DIRECTIONS FOR THIS TASK:
Pick out all lines of the entries that include the word "MockState" and copy them.

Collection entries
-------

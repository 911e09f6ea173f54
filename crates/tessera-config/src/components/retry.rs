//! Retry configuration for writes under lock contention

use serde::{Deserialize, Serialize};

/// Bounded exponential backoff with jitter
#[derive(Debug, Clone, PartialEq, Serialize, Deserialize)]
#[serde(default)]
pub struct RetryConfig {
    /// Total attempts, including the first
    pub max_attempts: u32,
    /// Delay before the second attempt
    pub base_delay_ms: u64,
    /// Upper bound on any single delay
    pub max_delay_ms: u64,
    /// Fraction of each delay that may be randomly shaved off, in `[0, 1]`
    pub jitter: f64,
}

impl Default for RetryConfig {
    fn default() -> Self {
        Self {
            max_attempts: 5,
            base_delay_ms: 10,
            max_delay_ms: 200,
            jitter: 0.5,
        }
    }
}
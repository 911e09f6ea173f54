//! Lock contention and cancellation for triple-store writes
//!
//! A second connection holds the write lock with `BEGIN IMMEDIATE` while the
//! store, configured with a zero busy timeout, tries to link.

use std::sync::Arc;
use std::time::{Duration, Instant};

use async_trait::async_trait;
use parking_lot::Mutex;
use rusqlite::Connection;
use tempfile::TempDir;
use tessera_config::StorageConfig;
use tessera_core::test_support::ManualClock;
use tessera_core::{CancellationToken, Clock, RetryPolicy, TesseraError};
use tessera_sqlite::{SqlitePool, TripleStore};

struct Locked {
    _dir: TempDir,
    pool: SqlitePool,
    blocker: Connection,
}

fn locked_database() -> Locked {
    let dir = TempDir::new().unwrap();
    let path = dir.path().join("contended.db");
    let pool = SqlitePool::new(StorageConfig::new(&path).with_busy_timeout_ms(0)).unwrap();

    let blocker = Connection::open(&path).unwrap();
    blocker.execute_batch("BEGIN IMMEDIATE").unwrap();

    Locked {
        _dir: dir,
        pool,
        blocker,
    }
}

/// Releases the blocking transaction the first time anything sleeps
#[derive(Debug)]
struct ReleasingClock {
    inner: ManualClock,
    blocker: Mutex<Option<Connection>>,
}

#[async_trait]
impl Clock for ReleasingClock {
    fn now(&self) -> Instant {
        self.inner.now()
    }

    async fn sleep(&self, duration: Duration) {
        if let Some(conn) = self.blocker.lock().take() {
            conn.execute_batch("COMMIT").unwrap();
        }
        self.inner.sleep(duration).await;
    }
}

/// Cancels the caller's token instead of waking up
#[derive(Debug)]
struct CancellingClock {
    token: CancellationToken,
}

#[async_trait]
impl Clock for CancellingClock {
    fn now(&self) -> Instant {
        Instant::now()
    }

    async fn sleep(&self, _duration: Duration) {
        self.token.cancel();
        std::future::pending::<()>().await;
    }
}

#[tokio::test]
async fn exhausted_retries_surface_transient_error() {
    let locked = locked_database();
    let clock = ManualClock::new();
    let store = TripleStore::new(locked.pool.clone())
        .with_retry(RetryPolicy::default().without_jitter())
        .with_clock(Arc::new(clock.clone()));

    let err = store.link("a", "knows", "b").await.unwrap_err();
    assert!(
        matches!(err, TesseraError::TransientStorage { attempts: 5, .. }),
        "{err:?}"
    );
    assert!(err.is_transient());
    assert_eq!(
        clock.sleeps(),
        vec![
            Duration::from_millis(10),
            Duration::from_millis(20),
            Duration::from_millis(40),
            Duration::from_millis(80),
        ]
    );

    locked.blocker.execute_batch("ROLLBACK").unwrap();
    store.link("a", "knows", "b").await.unwrap();
    assert_eq!(store.count().await.unwrap(), 1);
}

#[tokio::test]
async fn link_succeeds_once_lock_is_released() {
    let locked = locked_database();
    let clock = Arc::new(ReleasingClock {
        inner: ManualClock::new(),
        blocker: Mutex::new(Some(locked.blocker)),
    });
    let store = TripleStore::new(locked.pool.clone())
        .with_retry(RetryPolicy::default().without_jitter())
        .with_clock(clock.clone());

    store.link("a", "knows", "b").await.unwrap();

    assert_eq!(clock.inner.sleeps(), vec![Duration::from_millis(10)]);
    let neighbors = store.neighbors("a", "knows").await.unwrap();
    assert!(neighbors.contains("b"));
}

#[tokio::test]
async fn cancellation_during_backoff_stops_retrying() {
    let locked = locked_database();
    let token = CancellationToken::new();
    let store = TripleStore::new(locked.pool.clone()).with_clock(Arc::new(CancellingClock {
        token: token.clone(),
    }));

    let err = store
        .link_with_cancel(&token, "a", "knows", "b")
        .await
        .unwrap_err();
    assert!(matches!(err, TesseraError::Cancelled));

    locked.blocker.execute_batch("ROLLBACK").unwrap();
    assert_eq!(store.count().await.unwrap(), 0);
}

#[tokio::test]
async fn unlink_retries_too() {
    let dir = TempDir::new().unwrap();
    let path = dir.path().join("contended.db");
    let pool = SqlitePool::new(StorageConfig::new(&path).with_busy_timeout_ms(0)).unwrap();
    TripleStore::new(pool.clone())
        .link("a", "knows", "b")
        .await
        .unwrap();

    let blocker = Connection::open(&path).unwrap();
    blocker.execute_batch("BEGIN IMMEDIATE").unwrap();
    let clock = Arc::new(ReleasingClock {
        inner: ManualClock::new(),
        blocker: Mutex::new(Some(blocker)),
    });
    let store = TripleStore::new(pool)
        .with_retry(RetryPolicy::default().without_jitter())
        .with_clock(clock.clone());

    store.unlink("a", "knows", "b").await.unwrap();
    assert_eq!(clock.inner.sleeps().len(), 1);
    assert_eq!(store.count().await.unwrap(), 0);
}
//! Deterministic embedding provider for tests and demos
//!
//! Vectors are bag-of-words: every lower-cased whitespace token is hashed
//! into one of `dimensions` buckets. Texts sharing words therefore get
//! similar vectors, and an empty text gets the zero vector.

use std::sync::Arc;

use async_trait::async_trait;
use parking_lot::Mutex;

use super::{EmbeddingError, EmbeddingProvider, EmbeddingResult};

#[derive(Debug, Default)]
struct MockState {
    calls: Vec<Vec<String>>,
    fail_on_calls: Vec<usize>,
    fail_on_text: Vec<String>,
    count_mismatch: bool,
}

/// In-memory provider with call recording and failure injection
#[derive(Debug, Clone)]
pub struct MockEmbeddingProvider {
    dimensions: usize,
    state: Arc<Mutex<MockState>>,
}

impl MockEmbeddingProvider {
    /// Provider producing `dimensions`-long vectors
    pub fn with_dimensions(dimensions: usize) -> Self {
        Self {
            dimensions: dimensions.max(1),
            state: Arc::default(),
        }
    }

    /// Fail the `n`-th call (1-based)
    #[must_use]
    pub fn fail_on_call(self, n: usize) -> Self {
        self.state.lock().fail_on_calls.push(n);
        self
    }

    /// Fail any call containing a text with `needle` in it
    #[must_use]
    pub fn fail_on_text(self, needle: impl Into<String>) -> Self {
        self.state.lock().fail_on_text.push(needle.into());
        self
    }

    /// Return one vector fewer than requested
    #[must_use]
    pub fn with_count_mismatch(self) -> Self {
        self.state.lock().count_mismatch = true;
        self
    }

    /// Inputs of every call so far
    pub fn calls(&self) -> Vec<Vec<String>> {
        self.state.lock().calls.clone()
    }

    /// Number of calls so far
    pub fn call_count(&self) -> usize {
        self.state.lock().calls.len()
    }

    /// Sizes of every call so far
    pub fn call_sizes(&self) -> Vec<usize> {
        self.state.lock().calls.iter().map(Vec::len).collect()
    }

    /// The vector this provider produces for `text`
    pub fn vector_for(&self, text: &str) -> Vec<f32> {
        let mut vector = vec![0.0f32; self.dimensions];
        for token in text.split_whitespace() {
            let bucket = fnv1a(token.to_lowercase().as_bytes()) as usize % self.dimensions;
            vector[bucket] += 1.0;
        }
        vector
    }
}

fn fnv1a(bytes: &[u8]) -> u64 {
    let mut hash: u64 = 0xcbf2_9ce4_8422_2325;
    for &b in bytes {
        hash ^= u64::from(b);
        hash = hash.wrapping_mul(0x0100_0000_01b3);
    }
    hash
}

#[async_trait]
impl EmbeddingProvider for MockEmbeddingProvider {
    async fn embed_strings(&self, texts: &[String]) -> EmbeddingResult<Vec<Vec<f32>>> {
        let count_mismatch = {
            let mut state = self.state.lock();
            state.calls.push(texts.to_vec());
            let call_number = state.calls.len();

            if state.fail_on_calls.contains(&call_number) {
                return Err(EmbeddingError::Provider(format!(
                    "injected failure on call {call_number}"
                )));
            }
            if let Some(needle) = state
                .fail_on_text
                .iter()
                .find(|needle| texts.iter().any(|t| t.contains(needle.as_str())))
            {
                return Err(EmbeddingError::Provider(format!(
                    "injected failure for text containing '{needle}'"
                )));
            }
            state.count_mismatch
        };

        let mut vectors: Vec<Vec<f32>> = texts.iter().map(|t| self.vector_for(t)).collect();
        if count_mismatch {
            vectors.pop();
        }
        Ok(vectors)
    }

    fn model(&self) -> &str {
        "mock"
    }
}
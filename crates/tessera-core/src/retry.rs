//! Retry policy for writes under lock contention
//!
//! Attempt `n` (1-based) that fails transiently is followed by a wait of
//! `min(base * 2^(n-1), max)`, shortened by a random jitter fraction. The
//! caller's [`CancellationToken`] is checked before every attempt and raced
//! against every wait.

use std::future::Future;
use std::time::Duration;

use tessera_config::RetryConfig;
use tokio_util::sync::CancellationToken;
use tracing::{debug, warn};

use crate::clock::Clock;
use crate::error::{TesseraError, TesseraResult};

/// Errors that can say whether retrying might help
pub trait Transient {
    /// True for lock/busy conditions
    fn is_transient(&self) -> bool;
}

/// Bounded exponential backoff with jitter
#[derive(Debug, Clone, PartialEq)]
pub struct RetryPolicy {
    /// Total attempts, including the first
    pub max_attempts: u32,
    /// Wait after the first failure
    pub base_delay: Duration,
    /// Cap on any single wait
    pub max_delay: Duration,
    /// Fraction of each wait that may be shaved off, in `[0, 1]`
    pub jitter: f64,
}

impl RetryPolicy {
    /// Build from configuration
    pub fn from_config(config: &RetryConfig) -> Self {
        Self {
            max_attempts: config.max_attempts.max(1),
            base_delay: Duration::from_millis(config.base_delay_ms),
            max_delay: Duration::from_millis(config.max_delay_ms),
            jitter: config.jitter.clamp(0.0, 1.0),
        }
    }

    /// Same policy without randomness
    #[must_use]
    pub fn without_jitter(mut self) -> Self {
        self.jitter = 0.0;
        self
    }

    /// Wait before attempt `attempt + 1`, given a uniform sample in `[0, 1)`
    pub fn delay_for(&self, attempt: u32, sample: f64) -> Duration {
        let exponent = attempt.saturating_sub(1).min(31);
        let backoff = self
            .base_delay
            .saturating_mul(1u32 << exponent)
            .min(self.max_delay);
        let factor = 1.0 - self.jitter * sample.clamp(0.0, 1.0);
        backoff.mul_f64(factor)
    }

    fn next_delay(&self, attempt: u32) -> Duration {
        let sample = if self.jitter > 0.0 {
            rand::random::<f64>()
        } else {
            0.0
        };
        self.delay_for(attempt, sample)
    }

    /// Run `op` until it succeeds, fails permanently, exhausts its attempts,
    /// or `cancel` fires
    ///
    /// `op` receives the 1-based attempt number.
    pub async fn run<T, E, F, Fut>(
        &self,
        clock: &dyn Clock,
        cancel: &CancellationToken,
        mut op: F,
    ) -> TesseraResult<T>
    where
        E: Transient + Into<TesseraError> + std::fmt::Display,
        F: FnMut(u32) -> Fut,
        Fut: Future<Output = Result<T, E>>,
    {
        let mut attempt = 0;
        loop {
            if cancel.is_cancelled() {
                return Err(TesseraError::Cancelled);
            }
            attempt += 1;

            let err = match op(attempt).await {
                Ok(value) => return Ok(value),
                Err(err) => err,
            };

            if !err.is_transient() {
                return Err(err.into());
            }
            if attempt >= self.max_attempts {
                warn!(attempts = attempt, error = %err, "Giving up after lock contention");
                return Err(TesseraError::TransientStorage {
                    attempts: attempt,
                    message: err.to_string(),
                });
            }

            let delay = self.next_delay(attempt);
            debug!(attempt, ?delay, error = %err, "Transient storage error, backing off");

            tokio::select! {
                biased;
                _ = cancel.cancelled() => return Err(TesseraError::Cancelled),
                _ = clock.sleep(delay) => {}
            }
        }
    }
}

impl Default for RetryPolicy {
    fn default() -> Self {
        Self::from_config(&RetryConfig::default())
    }
}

-------

RESULT FOR THIS EXERCISE:
struct MockState {
    state: Arc<Mutex<MockState>>,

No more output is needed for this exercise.